··· GIVEN DATA ···

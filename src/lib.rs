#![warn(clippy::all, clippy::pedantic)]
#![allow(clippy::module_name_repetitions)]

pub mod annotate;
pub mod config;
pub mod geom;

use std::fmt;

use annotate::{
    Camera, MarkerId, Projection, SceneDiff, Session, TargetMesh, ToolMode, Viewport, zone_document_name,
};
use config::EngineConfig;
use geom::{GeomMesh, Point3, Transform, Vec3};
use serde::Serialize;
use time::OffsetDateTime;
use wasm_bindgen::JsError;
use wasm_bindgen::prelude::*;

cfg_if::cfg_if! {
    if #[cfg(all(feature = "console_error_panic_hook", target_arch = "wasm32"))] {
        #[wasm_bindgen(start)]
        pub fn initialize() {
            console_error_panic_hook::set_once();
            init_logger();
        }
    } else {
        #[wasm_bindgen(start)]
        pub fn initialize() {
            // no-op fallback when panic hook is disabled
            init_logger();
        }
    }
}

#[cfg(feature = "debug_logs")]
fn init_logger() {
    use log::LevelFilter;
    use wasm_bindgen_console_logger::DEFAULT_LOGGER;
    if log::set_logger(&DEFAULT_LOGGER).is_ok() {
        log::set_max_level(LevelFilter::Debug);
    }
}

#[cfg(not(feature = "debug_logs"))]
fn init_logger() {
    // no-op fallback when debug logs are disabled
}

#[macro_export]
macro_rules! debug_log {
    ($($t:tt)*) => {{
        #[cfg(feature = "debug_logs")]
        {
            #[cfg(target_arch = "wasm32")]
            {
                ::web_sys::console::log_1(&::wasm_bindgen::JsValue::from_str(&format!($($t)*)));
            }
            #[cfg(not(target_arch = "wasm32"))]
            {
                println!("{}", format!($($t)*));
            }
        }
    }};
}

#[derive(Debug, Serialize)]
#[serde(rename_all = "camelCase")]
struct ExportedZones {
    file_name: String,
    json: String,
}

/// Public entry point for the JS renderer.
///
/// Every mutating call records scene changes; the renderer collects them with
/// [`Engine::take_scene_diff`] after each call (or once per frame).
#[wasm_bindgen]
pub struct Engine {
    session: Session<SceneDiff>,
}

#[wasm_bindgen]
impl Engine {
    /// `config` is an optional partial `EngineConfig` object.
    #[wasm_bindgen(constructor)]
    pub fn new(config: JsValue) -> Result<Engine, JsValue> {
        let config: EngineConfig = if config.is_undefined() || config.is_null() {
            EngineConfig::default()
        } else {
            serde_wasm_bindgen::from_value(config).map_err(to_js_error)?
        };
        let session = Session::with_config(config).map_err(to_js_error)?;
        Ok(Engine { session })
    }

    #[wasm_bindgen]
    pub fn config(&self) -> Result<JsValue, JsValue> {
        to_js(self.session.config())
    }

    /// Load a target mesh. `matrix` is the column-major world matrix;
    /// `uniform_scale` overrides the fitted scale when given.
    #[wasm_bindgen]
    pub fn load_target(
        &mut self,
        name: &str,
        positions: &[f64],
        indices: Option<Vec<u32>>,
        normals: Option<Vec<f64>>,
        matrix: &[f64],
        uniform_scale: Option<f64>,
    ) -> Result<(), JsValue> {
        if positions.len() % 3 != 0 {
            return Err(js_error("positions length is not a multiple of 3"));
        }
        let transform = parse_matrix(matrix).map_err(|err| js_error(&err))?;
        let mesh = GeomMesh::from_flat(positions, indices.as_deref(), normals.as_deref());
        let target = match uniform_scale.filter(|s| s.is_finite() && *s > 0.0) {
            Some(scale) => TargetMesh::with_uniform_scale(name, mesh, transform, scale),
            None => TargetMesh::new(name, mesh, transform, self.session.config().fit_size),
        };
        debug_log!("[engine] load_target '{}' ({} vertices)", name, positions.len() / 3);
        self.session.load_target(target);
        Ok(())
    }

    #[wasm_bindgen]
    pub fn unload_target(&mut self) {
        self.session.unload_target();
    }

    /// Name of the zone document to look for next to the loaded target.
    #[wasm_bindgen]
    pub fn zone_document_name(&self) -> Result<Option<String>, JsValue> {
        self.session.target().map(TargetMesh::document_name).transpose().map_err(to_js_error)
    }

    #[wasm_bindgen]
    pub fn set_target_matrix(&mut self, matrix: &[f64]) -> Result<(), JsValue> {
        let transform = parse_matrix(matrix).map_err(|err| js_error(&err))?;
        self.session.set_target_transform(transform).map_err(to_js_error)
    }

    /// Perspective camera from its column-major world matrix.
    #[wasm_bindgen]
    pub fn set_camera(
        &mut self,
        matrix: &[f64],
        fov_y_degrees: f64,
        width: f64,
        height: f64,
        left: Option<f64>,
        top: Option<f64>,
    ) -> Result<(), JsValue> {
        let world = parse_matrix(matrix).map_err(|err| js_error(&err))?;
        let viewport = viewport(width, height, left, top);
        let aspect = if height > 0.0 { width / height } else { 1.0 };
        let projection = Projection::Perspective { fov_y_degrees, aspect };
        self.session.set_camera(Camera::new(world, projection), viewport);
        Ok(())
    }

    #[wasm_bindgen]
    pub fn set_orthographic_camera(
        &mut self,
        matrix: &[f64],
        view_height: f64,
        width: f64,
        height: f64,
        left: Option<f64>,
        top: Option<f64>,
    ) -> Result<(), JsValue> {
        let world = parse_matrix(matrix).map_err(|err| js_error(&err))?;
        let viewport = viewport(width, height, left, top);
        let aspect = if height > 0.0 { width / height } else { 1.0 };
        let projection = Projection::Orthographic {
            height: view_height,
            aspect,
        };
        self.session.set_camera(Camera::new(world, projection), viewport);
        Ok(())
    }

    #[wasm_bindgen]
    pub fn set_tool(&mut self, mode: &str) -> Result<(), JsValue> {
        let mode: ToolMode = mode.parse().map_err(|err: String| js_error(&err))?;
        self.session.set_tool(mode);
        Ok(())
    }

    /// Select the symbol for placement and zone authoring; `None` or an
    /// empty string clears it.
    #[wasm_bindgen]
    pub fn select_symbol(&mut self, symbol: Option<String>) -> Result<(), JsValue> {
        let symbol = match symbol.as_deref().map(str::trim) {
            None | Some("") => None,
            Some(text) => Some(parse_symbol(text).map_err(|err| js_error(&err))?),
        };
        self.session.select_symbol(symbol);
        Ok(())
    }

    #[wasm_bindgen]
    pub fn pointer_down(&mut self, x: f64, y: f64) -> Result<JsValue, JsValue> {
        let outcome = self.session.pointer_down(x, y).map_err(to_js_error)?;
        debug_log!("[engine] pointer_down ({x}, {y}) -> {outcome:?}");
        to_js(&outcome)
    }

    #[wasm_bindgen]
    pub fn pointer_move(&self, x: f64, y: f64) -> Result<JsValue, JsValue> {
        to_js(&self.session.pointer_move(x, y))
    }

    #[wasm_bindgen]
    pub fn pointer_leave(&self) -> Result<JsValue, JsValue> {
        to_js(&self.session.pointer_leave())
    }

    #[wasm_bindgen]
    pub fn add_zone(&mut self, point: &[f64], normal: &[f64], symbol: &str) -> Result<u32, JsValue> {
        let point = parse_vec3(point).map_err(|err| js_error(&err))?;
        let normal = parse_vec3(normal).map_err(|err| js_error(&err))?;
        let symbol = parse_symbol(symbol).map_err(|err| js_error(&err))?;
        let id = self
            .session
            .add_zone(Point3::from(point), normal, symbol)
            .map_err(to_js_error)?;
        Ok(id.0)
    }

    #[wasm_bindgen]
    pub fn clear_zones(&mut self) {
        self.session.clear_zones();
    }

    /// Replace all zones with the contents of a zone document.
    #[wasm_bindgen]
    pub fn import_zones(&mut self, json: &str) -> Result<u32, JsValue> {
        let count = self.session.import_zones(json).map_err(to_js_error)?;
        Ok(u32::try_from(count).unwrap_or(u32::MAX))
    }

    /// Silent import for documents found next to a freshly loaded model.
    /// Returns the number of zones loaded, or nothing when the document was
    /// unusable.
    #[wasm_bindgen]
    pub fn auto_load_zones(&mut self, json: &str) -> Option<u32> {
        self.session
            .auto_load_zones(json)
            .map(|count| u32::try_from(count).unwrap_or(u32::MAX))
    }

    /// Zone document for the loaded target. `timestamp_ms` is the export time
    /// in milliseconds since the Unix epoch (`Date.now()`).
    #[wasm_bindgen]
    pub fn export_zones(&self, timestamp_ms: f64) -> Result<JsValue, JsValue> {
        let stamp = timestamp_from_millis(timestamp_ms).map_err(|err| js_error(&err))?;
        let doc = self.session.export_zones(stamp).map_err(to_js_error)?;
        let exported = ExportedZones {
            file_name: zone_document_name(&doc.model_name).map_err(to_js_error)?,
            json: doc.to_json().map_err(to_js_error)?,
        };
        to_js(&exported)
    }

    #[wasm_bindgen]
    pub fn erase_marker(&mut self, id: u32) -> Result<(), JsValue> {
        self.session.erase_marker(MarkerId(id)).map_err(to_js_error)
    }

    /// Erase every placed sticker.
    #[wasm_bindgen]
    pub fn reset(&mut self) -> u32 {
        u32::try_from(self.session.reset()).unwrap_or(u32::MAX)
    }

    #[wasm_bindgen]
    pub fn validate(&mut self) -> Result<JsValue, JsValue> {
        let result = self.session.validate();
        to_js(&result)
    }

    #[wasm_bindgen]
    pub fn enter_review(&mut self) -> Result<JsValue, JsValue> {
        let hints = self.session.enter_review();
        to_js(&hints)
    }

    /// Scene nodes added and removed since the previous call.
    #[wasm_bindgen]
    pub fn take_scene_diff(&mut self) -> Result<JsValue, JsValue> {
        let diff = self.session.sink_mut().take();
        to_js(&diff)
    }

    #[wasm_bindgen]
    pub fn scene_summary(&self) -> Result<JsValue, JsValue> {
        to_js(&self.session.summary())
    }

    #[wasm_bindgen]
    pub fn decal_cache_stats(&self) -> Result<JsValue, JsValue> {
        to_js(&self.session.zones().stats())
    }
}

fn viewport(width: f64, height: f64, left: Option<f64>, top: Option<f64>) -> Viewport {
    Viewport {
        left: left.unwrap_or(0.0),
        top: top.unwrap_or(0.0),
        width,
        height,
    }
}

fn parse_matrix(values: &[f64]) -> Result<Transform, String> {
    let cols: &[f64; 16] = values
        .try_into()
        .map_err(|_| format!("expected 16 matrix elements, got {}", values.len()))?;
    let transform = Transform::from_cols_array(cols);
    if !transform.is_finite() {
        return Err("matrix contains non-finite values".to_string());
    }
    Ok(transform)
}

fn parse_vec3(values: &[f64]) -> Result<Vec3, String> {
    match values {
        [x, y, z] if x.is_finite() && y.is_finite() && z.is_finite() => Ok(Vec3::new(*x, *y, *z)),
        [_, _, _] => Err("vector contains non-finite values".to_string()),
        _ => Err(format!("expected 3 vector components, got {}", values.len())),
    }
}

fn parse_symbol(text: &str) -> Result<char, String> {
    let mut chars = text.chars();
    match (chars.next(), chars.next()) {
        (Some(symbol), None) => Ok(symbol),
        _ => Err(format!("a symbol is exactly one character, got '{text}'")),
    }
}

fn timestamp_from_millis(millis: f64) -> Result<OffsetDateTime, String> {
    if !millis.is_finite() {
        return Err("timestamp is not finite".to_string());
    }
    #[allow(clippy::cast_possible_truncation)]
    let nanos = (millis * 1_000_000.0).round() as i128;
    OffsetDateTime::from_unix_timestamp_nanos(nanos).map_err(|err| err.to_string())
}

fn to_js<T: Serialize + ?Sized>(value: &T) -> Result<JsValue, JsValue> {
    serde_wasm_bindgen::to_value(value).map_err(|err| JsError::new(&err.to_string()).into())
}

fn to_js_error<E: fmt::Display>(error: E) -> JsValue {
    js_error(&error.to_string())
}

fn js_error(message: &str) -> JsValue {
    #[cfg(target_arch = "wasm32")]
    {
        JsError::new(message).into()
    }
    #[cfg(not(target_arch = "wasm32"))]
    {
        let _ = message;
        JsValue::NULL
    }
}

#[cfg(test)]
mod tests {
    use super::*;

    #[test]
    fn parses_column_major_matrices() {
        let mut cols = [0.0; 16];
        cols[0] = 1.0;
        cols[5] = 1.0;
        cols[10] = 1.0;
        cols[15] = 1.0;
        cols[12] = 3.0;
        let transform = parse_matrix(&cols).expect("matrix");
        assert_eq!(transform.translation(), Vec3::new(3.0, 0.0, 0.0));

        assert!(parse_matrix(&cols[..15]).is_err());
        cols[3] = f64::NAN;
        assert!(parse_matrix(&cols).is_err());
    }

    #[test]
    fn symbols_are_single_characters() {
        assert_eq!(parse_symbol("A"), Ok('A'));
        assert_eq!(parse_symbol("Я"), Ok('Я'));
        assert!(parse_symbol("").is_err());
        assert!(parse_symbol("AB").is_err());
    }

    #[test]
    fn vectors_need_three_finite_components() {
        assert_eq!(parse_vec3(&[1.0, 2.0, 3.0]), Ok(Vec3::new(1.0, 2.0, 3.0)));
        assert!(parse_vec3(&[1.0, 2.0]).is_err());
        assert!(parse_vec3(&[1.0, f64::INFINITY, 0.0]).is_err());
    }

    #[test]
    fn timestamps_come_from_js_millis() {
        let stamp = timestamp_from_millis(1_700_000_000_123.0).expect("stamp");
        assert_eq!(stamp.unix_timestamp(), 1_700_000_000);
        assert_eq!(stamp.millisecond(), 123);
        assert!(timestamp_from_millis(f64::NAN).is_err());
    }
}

···

__PROBLEM__: Proceeding from the line containing "(Some(symbol), None) =>" through the line containing "let nanos = (millis", transcribe the lines above exactly, both end lines included.

__REPLY TO THE EXERCISE__:
        (Some(symbol), None) => Ok(symbol),
        _ => Err(format!("a symbol is exactly one character, got '{text}'")),
    }
}

fn timestamp_from_millis(millis: f64) -> Result<OffsetDateTime, String> {
    if !millis.is_finite() {
        return Err("timestamp is not finite".to_string());
    }
    #[allow(clippy::cast_possible_truncation)]
    let nanos = (millis * 1_000_000.0).round() as i128;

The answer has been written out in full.